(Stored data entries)
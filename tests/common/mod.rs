//! Shared helpers for building throwaway project trees.

#![allow(dead_code)]

use std::fs;
use std::path::Path;

use codemap::{AnalyzerConfig, DependencyGraph, DependencyMap, ProjectAnalyzer};
use tempfile::TempDir;

/// Create a temp project from `(relative path, contents)` pairs.
pub fn project(files: &[(&str, &str)]) -> TempDir {
    let dir = TempDir::new().unwrap();
    for (path, contents) in files {
        write(dir.path(), path, contents);
    }
    dir
}

pub fn write(root: &Path, path: &str, contents: &str) {
    let full = root.join(path);
    if let Some(parent) = full.parent() {
        fs::create_dir_all(parent).unwrap();
    }
    fs::write(full, contents).unwrap();
}

pub fn config(root: &Path, include_external: bool) -> AnalyzerConfig {
    AnalyzerConfig::new(root)
        .with_extensions([".py"])
        .with_include_external(include_external)
}

pub fn analyze(root: &Path, include_external: bool) -> DependencyMap {
    ProjectAnalyzer::new(config(root, include_external))
        .analyze()
        .unwrap()
}

pub fn analyze_graph(root: &Path, include_external: bool) -> (DependencyMap, DependencyGraph) {
    ProjectAnalyzer::new(config(root, include_external))
        .analyze_graph()
        .unwrap()
}

/// `(source id, target id, symbol)` for every import edge.
pub fn import_edges(graph: &DependencyGraph) -> Vec<(String, String, Option<String>)> {
    use codemap::core::EdgeType;
    use petgraph::visit::EdgeRef;

    graph
        .edge_references()
        .filter(|e| e.weight().edge_type == EdgeType::Imports)
        .map(|e| {
            (
                graph[e.source()].id.clone(),
                graph[e.target()].id.clone(),
                e.weight().symbol.clone(),
            )
        })
        .collect()
}
use rayon::prelude::*;
use tracing::{debug, info, warn};

use super::config::AnalyzerConfig;
use super::graph::{DependencyGraph, DependencyGraphBuilder};
use super::model::{DependencyMap, FileDependencies};
use super::resolver::ImportResolver;
use super::scanner::{FileScanner, ScannedFile};
use crate::error::Result;
use crate::parsers::ParserFactory;

/// Runs scan, parse, resolve and graph assembly for one project.
pub struct ProjectAnalyzer {
    config: AnalyzerConfig,
    file_scanner: FileScanner,
    parser_factory: ParserFactory,
    import_resolver: ImportResolver,
}

impl ProjectAnalyzer {
    pub fn new(config: AnalyzerConfig) -> Self {
        Self {
            file_scanner: FileScanner::new(config.file_extensions.iter().cloned()),
            parser_factory: ParserFactory::new(),
            import_resolver: ImportResolver::new(
                config.project_path.clone(),
                config.include_external,
            ),
            config,
        }
    }

    /// Analyze every matching file under the project root.
    ///
    /// Files that cannot be read or parsed are logged and left out. Only a
    /// missing or unreadable root is returned as an error.
    pub fn analyze(&self) -> Result<DependencyMap> {
        let root = &self.config.project_path;
        info!(root = %root.display(), "scanning project");

        let files: Vec<ScannedFile> = self.file_scanner.scan_directory(root)?.collect();
        info!(files = files.len(), "found candidate files");

        // Per-file work is independent; the fold below keeps scan order.
        let results: Vec<Option<(String, FileDependencies)>> = files
            .par_iter()
            .map(|file| self.analyze_file(file))
            .collect();

        let dependencies = results
            .into_iter()
            .flatten()
            .fold(DependencyMap::new(), |mut map, (path, deps)| {
                map.insert(path, deps);
                map
            });

        info!(analyzed = dependencies.len(), "analysis complete");
        Ok(dependencies)
    }

    /// Analyze the project and build its dependency graph.
    pub fn analyze_graph(&self) -> Result<(DependencyMap, DependencyGraph)> {
        let dependencies = self.analyze()?;
        let graph = DependencyGraphBuilder::new(&dependencies).build();
        Ok((dependencies, graph))
    }

    fn analyze_file(&self, file: &ScannedFile) -> Option<(String, FileDependencies)> {
        let Some(parser) = self.parser_factory.parser_for(&file.path) else {
            debug!(file = %file.relative_path, "no grammar for file, skipping");
            return None;
        };

        let parsed = match parser.parse_file(&file.path) {
            Ok(parsed) => parsed,
            Err(err) => {
                warn!("{err}, skipping");
                return None;
            }
        };

        let resolved = self.import_resolver.resolve(parsed.imports, &file.path);
        debug!(
            file = %file.relative_path,
            language = parser.language_name(),
            imports = resolved.imports.len(),
            functions = parsed.functions.len(),
            classes = parsed.classes.len(),
            "analyzed file"
        );

        let deps = FileDependencies {
            imports: resolved.imports.into_iter().collect(),
            imported_names: resolved.imported_names.into_iter().collect(),
            functions: parsed.functions,
            classes: parsed.classes,
            resolved_modules: resolved.targets,
        };
        Some((file.relative_path.clone(), deps))
    }
}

- [What the exercise asks]
Take the records above and write each one out again exactly.

- [Reply to the exercise]
filename tests/common/mod.rs
//! Shared helpers for building throwaway project trees.

#![allow(dead_code)]

use std::fs;
use std::path::Path;

use codemap::{AnalyzerConfig, DependencyGraph, DependencyMap, ProjectAnalyzer};
use tempfile::TempDir;

/// Create a temp project from `(relative path, contents)` pairs.
pub fn project(files: &[(&str, &str)]) -> TempDir {
    let dir = TempDir::new().unwrap();
    for (path, contents) in files {
        write(dir.path(), path, contents);
    }
    dir
}

pub fn write(root: &Path, path: &str, contents: &str) {
    let full = root.join(path);
    if let Some(parent) = full.parent() {
        fs::create_dir_all(parent).unwrap();
    }
    fs::write(full, contents).unwrap();
}

pub fn config(root: &Path, include_external: bool) -> AnalyzerConfig {
    AnalyzerConfig::new(root)
        .with_extensions([".py"])
        .with_include_external(include_external)
}

pub fn analyze(root: &Path, include_external: bool) -> DependencyMap {
    ProjectAnalyzer::new(config(root, include_external))
        .analyze()
        .unwrap()
}

pub fn analyze_graph(root: &Path, include_external: bool) -> (DependencyMap, DependencyGraph) {
    ProjectAnalyzer::new(config(root, include_external))
        .analyze_graph()
        .unwrap()
}

/// `(source id, target id, symbol)` for every import edge.
pub fn import_edges(graph: &DependencyGraph) -> Vec<(String, String, Option<String>)> {
    use codemap::core::EdgeType;
    use petgraph::visit::EdgeRef;

    graph
        .edge_references()
        .filter(|e| e.weight().edge_type == EdgeType::Imports)
        .map(|e| {
            (
                graph[e.source()].id.clone(),
                graph[e.target()].id.clone(),
                e.weight().symbol.clone(),
            )
        })
        .collect()
}
use rayon::prelude::*;
use tracing::{debug, info, warn};

use super::config::AnalyzerConfig;
use super::graph::{DependencyGraph, DependencyGraphBuilder};
use super::model::{DependencyMap, FileDependencies};
use super::resolver::ImportResolver;
use super::scanner::{FileScanner, ScannedFile};
use crate::error::Result;
use crate::parsers::ParserFactory;

/// Runs scan, parse, resolve and graph assembly for one project.
pub struct ProjectAnalyzer {
    config: AnalyzerConfig,
    file_scanner: FileScanner,
    parser_factory: ParserFactory,
    import_resolver: ImportResolver,
}

impl ProjectAnalyzer {
    pub fn new(config: AnalyzerConfig) -> Self {
        Self {
            file_scanner: FileScanner::new(config.file_extensions.iter().cloned()),
            parser_factory: ParserFactory::new(),
            import_resolver: ImportResolver::new(
                config.project_path.clone(),
                config.include_external,
            ),
            config,
        }
    }

    /// Analyze every matching file under the project root.
    ///
    /// Files that cannot be read or parsed are logged and left out. Only a
    /// missing or unreadable root is returned as an error.
    pub fn analyze(&self) -> Result<DependencyMap> {
        let root = &self.config.project_path;
        info!(root = %root.display(), "scanning project");

        let files: Vec<ScannedFile> = self.file_scanner.scan_directory(root)?.collect();
        info!(files = files.len(), "found candidate files");

        // Per-file work is independent; the fold below keeps scan order.
        let results: Vec<Option<(String, FileDependencies)>> = files
            .par_iter()
            .map(|file| self.analyze_file(file))
            .collect();

        let dependencies = results
            .into_iter()
            .flatten()
            .fold(DependencyMap::new(), |mut map, (path, deps)| {
                map.insert(path, deps);
                map
            });

        info!(analyzed = dependencies.len(), "analysis complete");
        Ok(dependencies)
    }

    /// Analyze the project and build its dependency graph.
    pub fn analyze_graph(&self) -> Result<(DependencyMap, DependencyGraph)> {
        let dependencies = self.analyze()?;
        let graph = DependencyGraphBuilder::new(&dependencies).build();
        Ok((dependencies, graph))
    }

    fn analyze_file(&self, file: &ScannedFile) -> Option<(String, FileDependencies)> {
        let Some(parser) = self.parser_factory.parser_for(&file.path) else {
            debug!(file = %file.relative_path, "no grammar for file, skipping");
            return None;
        };

        let parsed = match parser.parse_file(&file.path) {
            Ok(parsed) => parsed,
            Err(err) => {
                warn!("{err}, skipping");
                return None;
            }
        };

        let resolved = self.import_resolver.resolve(parsed.imports, &file.path);
        debug!(
            file = %file.relative_path,
            language = parser.language_name(),
            imports = resolved.imports.len(),
            functions = parsed.functions.len(),
            classes = parsed.classes.len(),
            "analyzed file"
        );

        let deps = FileDependencies {
            imports: resolved.imports.into_iter().collect(),
            imported_names: resolved.imported_names.into_iter().collect(),
            functions: parsed.functions,
            classes: parsed.classes,
            resolved_modules: resolved.targets,
        };
        Some((file.relative_path.clone(), deps))
    }
}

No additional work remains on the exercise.